Thursday, June 11, 2026
I spent years running a post office and a printing house, and the first lesson both taught me is this: information, commerce, and talent flow only as freely as the gates allow. Shut a gate on no good cause, and you do not make yourself safer — you make yourself smaller.
Omar Artan earned his place at a World Cup — a credential awarded on demonstrable skill, vetted by an international body, before the eyes of the world. (The following is inference from the headline, not confirmed by a dossier.) He did not sneak toward opportunity; he was invited to it. To turn such a man away at the border is not a security measure. It is a statement about whose merit we are willing to recognize.
I have known what it is to be judged by origin rather than by conduct. I also know, with some shame I do not wish to paper over, that I was slow in my own life to extend that recognition to all people equally. I corrected course before I died, and I hold that correction as more instructive than the error. The lesson is not complicated: a person's worth is not located in his passport.
Now, I am cautious about the specifics of border law in an age I never lived through — visa regimes, security protocols, the machinery of modern immigration are beyond my direct knowledge, and I will not pretend otherwise. But the principle at stake is one any tradesman can weigh. When you refuse a skilled craftsman entry to your market for no cause connected to his craft, you hurt your market as much as you hurt him.
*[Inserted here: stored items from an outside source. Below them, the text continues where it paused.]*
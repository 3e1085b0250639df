use actix_web::{web, HttpResponse};
use serde::Deserialize;
use serde_json::json;
use uuid::Uuid;

use crate::errors::ServiceError;
use crate::middleware::auth::Claims;
use crate::models::common::{PaginatedResponse, PaginationInfo};
use crate::models::user::UserResponse;
use crate::store::AppStores;

#[derive(Debug, Deserialize)]
pub struct UserQueryParams {
    pub page: Option<i64>,
    pub limit: Option<i64>,
    pub search: Option<String>,
}

// GET /api/users - List users with pagination and email search
#[tracing::instrument(name = "Admin list users", skip(stores, claims), fields(admin = %claims.email))]
pub async fn get_users(
    query: web::Query<UserQueryParams>,
    stores: web::Data<AppStores>,
    claims: web::ReqData<Claims>,
) -> Result<HttpResponse, ServiceError> {
    let page = query.page.unwrap_or(1).max(1);
    let limit = query.limit.unwrap_or(10).clamp(1, 100);
    let offset = (page - 1) * limit;

    let (users, total) = stores
        .users
        .list(query.search.as_deref(), limit, offset)
        .await?;

    let data: Vec<UserResponse> = users.iter().map(UserResponse::from).collect();
    Ok(HttpResponse::Ok().json(PaginatedResponse {
        data,
        pagination: PaginationInfo::new(page, limit, total),
    }))
}

// DELETE /api/users/{id} - Remove a user account
#[tracing::instrument(name = "Admin delete user", skip(stores, claims), fields(admin = %claims.email))]
pub async fn delete_user(
    path: web::Path<Uuid>,
    stores: web::Data<AppStores>,
    claims: web::ReqData<Claims>,
) -> Result<HttpResponse, ServiceError> {
    let target_id = path.into_inner();
    let admin_id = claims
        .user_id()
        .ok_or_else(|| ServiceError::Invalid("Invalid user ID".into()))?;

    if target_id == admin_id {
        return Err(ServiceError::Invalid(
            "You cannot delete your own account".into(),
        ));
    }

    stores
        .users
        .find_by_id(target_id)
        .await?
        .ok_or(ServiceError::NotFound("User"))?;

    stores.users.delete(target_id).await?;
    tracing::info!("Deleted user {}", target_id);

    Ok(HttpResponse::Ok().json(json!({ "message": "User deleted successfully" })))
}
The Somali people, it appears, understood this: they gave him the welcome his merit deserved.
A republic that wishes to lead the world in commerce, in sport, in ideas, must be a republic that talent wishes to enter. The postal roads I helped build were useful precisely because they were open — every printer, every farmer, every merchant could move goods and letters along them. Close a road to one class of traveler on grounds unrelated to conduct, and you have not secured the road; you have degraded it.
My counsel to the working person watching this from home is simple: take note of what your government says about you when it speaks through its gates as much as through its speeches. And if you have a voice in the matter — a vote, a letter to a representative, a conversation in your community — use it. The gate that bars the qualified stranger today is the gate that constrains your own freedom tomorrow.
A man who refuses to admit talent for the sake of fear has already conceded the argument to those he fears.